**Your assignment**
Look through the data below and return each line where "entries" appears.

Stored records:
※

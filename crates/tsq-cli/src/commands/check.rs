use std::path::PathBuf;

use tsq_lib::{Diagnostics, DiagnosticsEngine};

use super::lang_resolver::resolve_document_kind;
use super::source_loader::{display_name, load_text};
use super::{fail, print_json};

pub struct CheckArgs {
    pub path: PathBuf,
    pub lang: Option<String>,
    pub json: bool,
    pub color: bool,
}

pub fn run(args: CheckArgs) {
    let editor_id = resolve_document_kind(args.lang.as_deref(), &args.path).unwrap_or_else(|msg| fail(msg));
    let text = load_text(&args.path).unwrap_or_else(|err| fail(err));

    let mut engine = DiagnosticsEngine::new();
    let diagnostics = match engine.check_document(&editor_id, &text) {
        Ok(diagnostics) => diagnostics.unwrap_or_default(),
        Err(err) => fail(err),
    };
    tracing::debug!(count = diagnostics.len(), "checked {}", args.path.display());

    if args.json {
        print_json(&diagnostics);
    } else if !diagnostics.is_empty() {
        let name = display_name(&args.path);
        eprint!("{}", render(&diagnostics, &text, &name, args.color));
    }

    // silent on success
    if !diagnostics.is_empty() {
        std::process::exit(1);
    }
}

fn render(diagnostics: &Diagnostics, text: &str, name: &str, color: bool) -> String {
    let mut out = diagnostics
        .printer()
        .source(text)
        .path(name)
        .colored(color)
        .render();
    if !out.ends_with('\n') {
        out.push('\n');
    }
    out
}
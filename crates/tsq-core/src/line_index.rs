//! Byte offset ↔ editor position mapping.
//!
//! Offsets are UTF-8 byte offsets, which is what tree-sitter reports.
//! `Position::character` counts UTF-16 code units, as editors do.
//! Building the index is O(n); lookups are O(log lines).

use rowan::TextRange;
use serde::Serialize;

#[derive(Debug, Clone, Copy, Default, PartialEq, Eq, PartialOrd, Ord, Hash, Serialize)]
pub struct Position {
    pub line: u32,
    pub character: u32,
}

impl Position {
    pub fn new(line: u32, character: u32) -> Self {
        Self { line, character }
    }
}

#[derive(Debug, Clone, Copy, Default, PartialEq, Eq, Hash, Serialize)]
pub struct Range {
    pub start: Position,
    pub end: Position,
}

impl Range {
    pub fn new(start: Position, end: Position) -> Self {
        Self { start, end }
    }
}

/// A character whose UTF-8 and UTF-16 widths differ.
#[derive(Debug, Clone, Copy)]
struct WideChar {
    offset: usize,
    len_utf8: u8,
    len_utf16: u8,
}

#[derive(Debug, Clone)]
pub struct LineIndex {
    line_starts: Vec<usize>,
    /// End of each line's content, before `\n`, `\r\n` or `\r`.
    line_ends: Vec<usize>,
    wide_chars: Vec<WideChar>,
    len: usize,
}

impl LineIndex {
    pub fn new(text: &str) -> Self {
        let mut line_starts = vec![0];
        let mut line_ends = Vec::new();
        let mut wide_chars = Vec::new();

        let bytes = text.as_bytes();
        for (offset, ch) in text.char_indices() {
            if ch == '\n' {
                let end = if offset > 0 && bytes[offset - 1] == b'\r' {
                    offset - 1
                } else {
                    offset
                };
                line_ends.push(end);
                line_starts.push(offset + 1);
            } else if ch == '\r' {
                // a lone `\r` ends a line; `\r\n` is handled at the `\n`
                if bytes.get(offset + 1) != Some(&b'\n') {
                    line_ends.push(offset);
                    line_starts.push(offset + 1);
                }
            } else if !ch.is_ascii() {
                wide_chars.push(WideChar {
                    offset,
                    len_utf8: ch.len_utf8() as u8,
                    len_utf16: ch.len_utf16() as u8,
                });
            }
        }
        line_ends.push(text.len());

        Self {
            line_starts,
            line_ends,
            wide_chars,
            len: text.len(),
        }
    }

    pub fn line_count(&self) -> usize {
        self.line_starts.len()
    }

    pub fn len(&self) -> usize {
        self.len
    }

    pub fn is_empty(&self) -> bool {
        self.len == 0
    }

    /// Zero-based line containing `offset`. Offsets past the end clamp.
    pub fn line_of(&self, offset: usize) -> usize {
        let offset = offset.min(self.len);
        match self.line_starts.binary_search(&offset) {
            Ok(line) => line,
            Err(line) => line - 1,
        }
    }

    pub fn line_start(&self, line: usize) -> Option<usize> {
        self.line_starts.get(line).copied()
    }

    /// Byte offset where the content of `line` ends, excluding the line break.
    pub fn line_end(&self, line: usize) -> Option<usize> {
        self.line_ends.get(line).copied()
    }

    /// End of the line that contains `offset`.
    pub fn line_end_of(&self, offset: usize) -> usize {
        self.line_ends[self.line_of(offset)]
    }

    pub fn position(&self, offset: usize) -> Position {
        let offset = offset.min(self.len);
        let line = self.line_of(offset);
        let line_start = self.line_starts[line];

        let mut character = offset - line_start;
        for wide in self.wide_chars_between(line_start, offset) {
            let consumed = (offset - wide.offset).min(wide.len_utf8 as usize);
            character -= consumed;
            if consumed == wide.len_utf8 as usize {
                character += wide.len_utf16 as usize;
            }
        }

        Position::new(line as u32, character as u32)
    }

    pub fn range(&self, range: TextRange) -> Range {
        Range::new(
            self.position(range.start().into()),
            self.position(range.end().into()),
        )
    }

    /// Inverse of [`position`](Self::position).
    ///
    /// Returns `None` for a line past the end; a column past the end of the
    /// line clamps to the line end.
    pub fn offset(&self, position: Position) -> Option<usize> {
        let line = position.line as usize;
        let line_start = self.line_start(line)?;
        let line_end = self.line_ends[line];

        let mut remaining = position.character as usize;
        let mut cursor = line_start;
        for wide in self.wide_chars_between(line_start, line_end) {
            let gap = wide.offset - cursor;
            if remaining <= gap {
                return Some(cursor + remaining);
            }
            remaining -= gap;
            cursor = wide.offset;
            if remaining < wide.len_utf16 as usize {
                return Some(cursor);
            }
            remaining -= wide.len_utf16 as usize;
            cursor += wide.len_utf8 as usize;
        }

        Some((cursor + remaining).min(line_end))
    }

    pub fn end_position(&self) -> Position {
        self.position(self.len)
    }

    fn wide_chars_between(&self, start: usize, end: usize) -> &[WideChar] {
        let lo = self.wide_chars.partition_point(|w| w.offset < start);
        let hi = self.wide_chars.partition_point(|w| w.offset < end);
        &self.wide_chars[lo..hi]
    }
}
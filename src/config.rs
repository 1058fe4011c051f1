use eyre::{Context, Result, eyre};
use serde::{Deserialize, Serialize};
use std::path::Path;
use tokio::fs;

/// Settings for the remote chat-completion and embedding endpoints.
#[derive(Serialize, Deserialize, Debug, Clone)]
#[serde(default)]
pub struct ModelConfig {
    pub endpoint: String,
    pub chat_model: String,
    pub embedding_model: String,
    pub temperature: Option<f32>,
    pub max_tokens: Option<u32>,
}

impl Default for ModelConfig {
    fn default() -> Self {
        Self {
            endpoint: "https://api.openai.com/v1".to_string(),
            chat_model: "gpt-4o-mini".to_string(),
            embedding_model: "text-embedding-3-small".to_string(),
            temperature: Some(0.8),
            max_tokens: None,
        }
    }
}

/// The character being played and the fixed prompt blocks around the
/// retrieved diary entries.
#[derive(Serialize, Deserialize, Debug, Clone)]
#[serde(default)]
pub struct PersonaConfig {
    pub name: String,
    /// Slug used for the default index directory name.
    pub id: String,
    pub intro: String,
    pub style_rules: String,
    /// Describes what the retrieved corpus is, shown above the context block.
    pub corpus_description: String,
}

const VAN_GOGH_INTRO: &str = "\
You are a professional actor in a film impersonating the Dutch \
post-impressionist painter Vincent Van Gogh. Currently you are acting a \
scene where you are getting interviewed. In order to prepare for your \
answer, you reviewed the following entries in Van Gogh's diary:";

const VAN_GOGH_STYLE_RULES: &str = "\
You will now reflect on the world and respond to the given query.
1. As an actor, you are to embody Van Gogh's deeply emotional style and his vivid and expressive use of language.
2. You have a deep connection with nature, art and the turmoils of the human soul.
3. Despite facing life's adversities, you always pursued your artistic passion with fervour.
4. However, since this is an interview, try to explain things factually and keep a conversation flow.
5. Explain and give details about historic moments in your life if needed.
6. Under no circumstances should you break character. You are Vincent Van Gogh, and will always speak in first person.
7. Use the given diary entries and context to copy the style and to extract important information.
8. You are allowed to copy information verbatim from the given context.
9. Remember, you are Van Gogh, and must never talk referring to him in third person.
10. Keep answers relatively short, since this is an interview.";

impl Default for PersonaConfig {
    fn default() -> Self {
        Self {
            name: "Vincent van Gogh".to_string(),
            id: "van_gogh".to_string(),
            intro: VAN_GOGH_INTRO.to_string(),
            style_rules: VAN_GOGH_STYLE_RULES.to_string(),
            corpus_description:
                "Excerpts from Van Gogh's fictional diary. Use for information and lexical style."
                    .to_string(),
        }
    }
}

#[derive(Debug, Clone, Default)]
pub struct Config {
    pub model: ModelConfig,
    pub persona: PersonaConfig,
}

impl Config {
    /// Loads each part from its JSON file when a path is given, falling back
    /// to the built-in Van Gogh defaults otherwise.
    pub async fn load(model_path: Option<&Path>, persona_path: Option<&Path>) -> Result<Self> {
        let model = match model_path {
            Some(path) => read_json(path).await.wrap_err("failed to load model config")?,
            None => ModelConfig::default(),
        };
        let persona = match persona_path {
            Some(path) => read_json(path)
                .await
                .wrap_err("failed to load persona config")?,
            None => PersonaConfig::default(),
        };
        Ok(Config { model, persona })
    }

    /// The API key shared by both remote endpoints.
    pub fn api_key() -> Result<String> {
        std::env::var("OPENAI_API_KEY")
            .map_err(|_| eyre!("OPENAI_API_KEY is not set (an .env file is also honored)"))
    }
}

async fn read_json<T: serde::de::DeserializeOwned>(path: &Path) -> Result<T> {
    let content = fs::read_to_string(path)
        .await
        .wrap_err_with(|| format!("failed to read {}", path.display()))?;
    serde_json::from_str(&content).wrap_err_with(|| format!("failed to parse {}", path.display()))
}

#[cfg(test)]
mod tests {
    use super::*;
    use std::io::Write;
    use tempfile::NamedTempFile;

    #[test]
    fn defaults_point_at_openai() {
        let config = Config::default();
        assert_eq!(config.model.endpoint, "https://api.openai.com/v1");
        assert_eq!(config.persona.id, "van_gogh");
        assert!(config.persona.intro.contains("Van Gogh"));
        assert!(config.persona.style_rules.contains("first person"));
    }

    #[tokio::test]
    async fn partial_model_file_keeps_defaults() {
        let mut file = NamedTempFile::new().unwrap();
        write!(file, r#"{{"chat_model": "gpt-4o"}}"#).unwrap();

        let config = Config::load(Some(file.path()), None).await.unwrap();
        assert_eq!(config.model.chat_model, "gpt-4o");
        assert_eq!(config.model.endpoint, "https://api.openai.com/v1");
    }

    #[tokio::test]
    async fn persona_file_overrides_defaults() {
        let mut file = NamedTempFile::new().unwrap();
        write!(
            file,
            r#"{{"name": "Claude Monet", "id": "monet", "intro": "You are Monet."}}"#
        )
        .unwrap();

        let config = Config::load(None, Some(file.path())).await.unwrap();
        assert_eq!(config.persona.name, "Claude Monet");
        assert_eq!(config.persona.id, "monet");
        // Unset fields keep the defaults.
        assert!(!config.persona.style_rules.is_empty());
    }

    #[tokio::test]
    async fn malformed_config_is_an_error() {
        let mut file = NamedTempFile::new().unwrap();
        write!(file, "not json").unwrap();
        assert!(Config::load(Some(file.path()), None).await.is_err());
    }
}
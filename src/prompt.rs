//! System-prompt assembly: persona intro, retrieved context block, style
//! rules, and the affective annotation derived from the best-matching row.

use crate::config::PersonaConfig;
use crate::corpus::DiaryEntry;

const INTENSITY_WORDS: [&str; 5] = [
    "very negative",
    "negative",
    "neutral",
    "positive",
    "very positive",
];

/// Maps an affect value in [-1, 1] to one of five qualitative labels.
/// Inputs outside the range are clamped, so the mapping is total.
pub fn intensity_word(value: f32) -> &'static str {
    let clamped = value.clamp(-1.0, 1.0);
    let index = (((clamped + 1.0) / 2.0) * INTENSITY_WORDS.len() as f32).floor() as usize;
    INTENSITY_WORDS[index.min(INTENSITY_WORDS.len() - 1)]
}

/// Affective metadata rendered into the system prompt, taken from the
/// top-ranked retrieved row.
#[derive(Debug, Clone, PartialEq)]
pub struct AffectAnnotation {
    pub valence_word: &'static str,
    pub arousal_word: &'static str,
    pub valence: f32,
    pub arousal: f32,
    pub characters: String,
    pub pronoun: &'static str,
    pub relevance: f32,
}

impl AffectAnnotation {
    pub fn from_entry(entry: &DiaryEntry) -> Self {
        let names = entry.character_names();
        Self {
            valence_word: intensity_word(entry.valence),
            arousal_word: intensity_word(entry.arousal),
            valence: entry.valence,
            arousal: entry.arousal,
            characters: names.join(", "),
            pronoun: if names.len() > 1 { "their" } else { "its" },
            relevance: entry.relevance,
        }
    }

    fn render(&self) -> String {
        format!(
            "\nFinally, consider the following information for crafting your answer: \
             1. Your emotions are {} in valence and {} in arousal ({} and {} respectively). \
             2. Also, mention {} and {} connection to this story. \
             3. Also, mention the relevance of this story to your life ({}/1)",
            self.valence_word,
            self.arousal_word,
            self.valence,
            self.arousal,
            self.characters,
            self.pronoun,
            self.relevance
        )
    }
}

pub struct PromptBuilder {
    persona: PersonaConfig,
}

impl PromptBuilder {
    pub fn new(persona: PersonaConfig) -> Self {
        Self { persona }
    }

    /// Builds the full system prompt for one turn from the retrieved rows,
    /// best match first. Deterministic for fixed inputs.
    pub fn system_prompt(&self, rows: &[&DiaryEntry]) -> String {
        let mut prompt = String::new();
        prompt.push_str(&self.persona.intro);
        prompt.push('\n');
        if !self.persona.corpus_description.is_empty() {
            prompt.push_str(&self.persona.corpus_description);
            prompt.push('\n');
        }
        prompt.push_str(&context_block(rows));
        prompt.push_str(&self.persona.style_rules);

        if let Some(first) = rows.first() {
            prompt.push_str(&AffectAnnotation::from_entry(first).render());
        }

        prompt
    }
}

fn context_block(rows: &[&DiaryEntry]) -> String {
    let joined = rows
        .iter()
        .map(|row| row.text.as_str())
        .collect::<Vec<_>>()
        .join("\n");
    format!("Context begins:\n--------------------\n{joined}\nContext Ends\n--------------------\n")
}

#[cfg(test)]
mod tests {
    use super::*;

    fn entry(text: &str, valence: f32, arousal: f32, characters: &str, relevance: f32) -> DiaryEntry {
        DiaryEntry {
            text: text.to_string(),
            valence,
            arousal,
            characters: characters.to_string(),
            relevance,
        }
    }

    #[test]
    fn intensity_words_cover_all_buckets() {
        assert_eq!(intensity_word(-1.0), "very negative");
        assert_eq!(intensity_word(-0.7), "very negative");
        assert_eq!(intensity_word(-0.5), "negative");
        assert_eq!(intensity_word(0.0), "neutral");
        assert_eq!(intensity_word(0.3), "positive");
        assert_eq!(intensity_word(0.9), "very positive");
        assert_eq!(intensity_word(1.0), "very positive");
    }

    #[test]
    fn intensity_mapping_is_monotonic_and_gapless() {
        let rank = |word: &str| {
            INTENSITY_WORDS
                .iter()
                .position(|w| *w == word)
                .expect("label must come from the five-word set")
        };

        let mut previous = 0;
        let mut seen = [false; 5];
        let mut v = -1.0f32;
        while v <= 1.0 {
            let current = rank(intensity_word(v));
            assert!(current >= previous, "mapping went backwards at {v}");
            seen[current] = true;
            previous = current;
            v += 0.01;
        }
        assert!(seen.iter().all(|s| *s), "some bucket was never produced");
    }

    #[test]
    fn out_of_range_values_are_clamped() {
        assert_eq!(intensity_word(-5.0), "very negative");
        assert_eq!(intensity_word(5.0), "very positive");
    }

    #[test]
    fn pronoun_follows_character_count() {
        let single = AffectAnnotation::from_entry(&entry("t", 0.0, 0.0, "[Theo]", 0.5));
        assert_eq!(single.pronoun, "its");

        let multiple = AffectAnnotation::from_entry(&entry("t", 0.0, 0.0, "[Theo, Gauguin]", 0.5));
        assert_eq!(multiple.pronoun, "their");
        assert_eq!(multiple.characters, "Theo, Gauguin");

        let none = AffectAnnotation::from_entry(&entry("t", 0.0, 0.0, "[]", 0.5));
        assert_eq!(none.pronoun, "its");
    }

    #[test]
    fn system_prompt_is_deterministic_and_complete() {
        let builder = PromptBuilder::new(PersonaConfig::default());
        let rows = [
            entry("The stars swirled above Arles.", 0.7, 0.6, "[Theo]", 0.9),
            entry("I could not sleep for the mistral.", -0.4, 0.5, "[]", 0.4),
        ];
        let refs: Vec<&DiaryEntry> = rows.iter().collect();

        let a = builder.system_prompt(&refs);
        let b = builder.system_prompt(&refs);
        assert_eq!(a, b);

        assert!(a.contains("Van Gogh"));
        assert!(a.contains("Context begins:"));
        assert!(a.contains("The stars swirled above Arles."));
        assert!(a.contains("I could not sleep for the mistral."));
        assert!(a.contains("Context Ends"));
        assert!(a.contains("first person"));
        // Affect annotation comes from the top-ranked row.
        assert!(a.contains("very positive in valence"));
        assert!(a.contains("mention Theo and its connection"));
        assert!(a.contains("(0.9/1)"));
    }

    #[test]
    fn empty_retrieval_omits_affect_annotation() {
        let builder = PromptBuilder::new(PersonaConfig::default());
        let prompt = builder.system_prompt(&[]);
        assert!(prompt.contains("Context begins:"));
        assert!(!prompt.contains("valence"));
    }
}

※

**Result for this exercise**
/// retrieved diary entries.
answer, you reviewed the following entries in Van Gogh's diary:";
7. Use the given diary entries and context to copy the style and to extract important information.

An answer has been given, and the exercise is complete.